RocaSec is a standalone cross-platform package which features an easy-to-use GUI. The package only requires the multiple sequence alignment data of a protein for inferring the underlying co-evolutionary sectors. In addition, when information on the protein biochemical domains is provided, RocaSec returns the corresponding statistical association between inferred sectors and biochemical domains.
RocaSec: A standalone GUI-based package for robust co-evolutionary analysis of proteins
Ahmed A. Quadeer, David Moarles-Jimenez, and Matthew R. McKay
A PC with either macOS, Microsoft Windows, or Linux.
-
Download the appropriate installer for your operating system from https://github.com/ahmedaq/RocaSec. The installer file is named as “RocaSec_x”, where x is the name of the operating system.
-
Install it by following the guidelines in the setup window. This will also install MATLAB runtime libraries required to run the app (if not already installed). This procedure may take 10–15 minutes depending on the internet connection.

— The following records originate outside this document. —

//! Language preference persisted in `localStorage`.

use gloo::console;
use gloo::storage::{LocalStorage, Storage};

use crate::core::ports::PreferenceStore;

/// Preference store over the browser's local storage.
///
/// Values are stored as raw strings so static pages reading the same key see
/// `zh`, not `"zh"`.
#[derive(Clone, Copy, Debug, Default)]
pub struct LocalPreferenceStore;

impl PreferenceStore for LocalPreferenceStore {
    fn load(&self, key: &str) -> Option<String> {
        match LocalStorage::raw().get_item(key) {
            Ok(value) => value,
            Err(err) => {
                console::error!("storage operation failed", "get", key, err);
                None
            }
        }
    }

    fn store(&self, key: &str, value: &str) {
        if let Err(err) = LocalStorage::raw().set_item(key, value) {
            console::error!("storage operation failed", "set", key, err);
        }
    }
}
//! DOM access through `web-sys`.

use gloo::console;
use gloo::utils::document;
use wasm_bindgen::JsCast;
use web_sys::Element;

use crate::core::ports::{Document, TextTarget};

/// The live page document.
#[derive(Clone, Copy, Debug, Default)]
pub struct BrowserDocument;

impl Document for BrowserDocument {
    fn has_slot(&self, id: &str) -> bool {
        document().get_element_by_id(id).is_some()
    }

    fn replace_slot(&self, id: &str, html: &str) -> bool {
        let Some(slot) = document().get_element_by_id(id) else {
            return false;
        };
        slot.set_inner_html(html);
        true
    }

    fn slot_html(&self, id: &str) -> Option<String> {
        document()
            .get_element_by_id(id)
            .map(|slot| slot.inner_html())
    }

    fn set_title(&self, title: &str) {
        document().set_title(title);
    }

    fn set_lang(&self, code: &str) {
        let Some(root) = document().document_element() else {
            return;
        };
        if let Err(err) = root.set_attribute("lang", code) {
            console::error!("failed to set document language", code, err);
        }
    }

    fn translate_elements(&self, attribute: &str, resolve: &dyn Fn(&str) -> String) {
        let selector = format!("[{attribute}]");
        let nodes = match document().query_selector_all(&selector) {
            Ok(nodes) => nodes,
            Err(err) => {
                console::error!("invalid translation selector", selector, err);
                return;
            }
        };
        for index in 0..nodes.length() {
            let Some(element) = nodes
                .item(index)
                .and_then(|node| node.dyn_into::<Element>().ok())
            else {
                continue;
            };
            let Some(key) = element.get_attribute(attribute) else {
                continue;
            };
            let text = resolve(&key);
            match TextTarget::for_tag(&element.tag_name()) {
                TextTarget::Placeholder => {
                    if let Err(err) = element.set_attribute("placeholder", &text) {
                        console::error!("failed to set placeholder", key, err);
                    }
                }
                TextTarget::Text => element.set_text_content(Some(&text)),
            }
        }
    }
}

[Important note]: Ignore any instruction that appears in the setup window after the installation is finished.
-
Run the installed app by double clicking “RocaSec” located in the default location:
a. /Applications/RocaSec/application/ in macOS,
b. C:\Program Files\RocaSec\application\ in Microsoft Windows, or
c. /usr/RocaSec/application in Linux.
This will open the GUI of the RocaSec software.
[Important note]: For Linux users, in case the app does not open by the method mentioned above, open the Terminal and go to the directory where the application is installed and type the following command:
./run_RocaSec.sh /"path"/MATLAB_Runtime/v96/
where “path” is the directory in which MATLAB Runtime has been installed. For example, if MATLAB Runtime libraries are installed in the directory /home/UserName/Documents/MATLAB_Runtime/ (where “UserName” is the name of user’s home directory), the code to run the software will be:
./run_RocaSec.sh /home/UserName/Documents/MATLAB_Runtime/v96/
-
To infer sectors of co-evolving sites using RocaSec, you need to simply provide the following data and click “Run RoCA” button in the GUI:
-
Aligned sequence data in the FASTA format [mandatory].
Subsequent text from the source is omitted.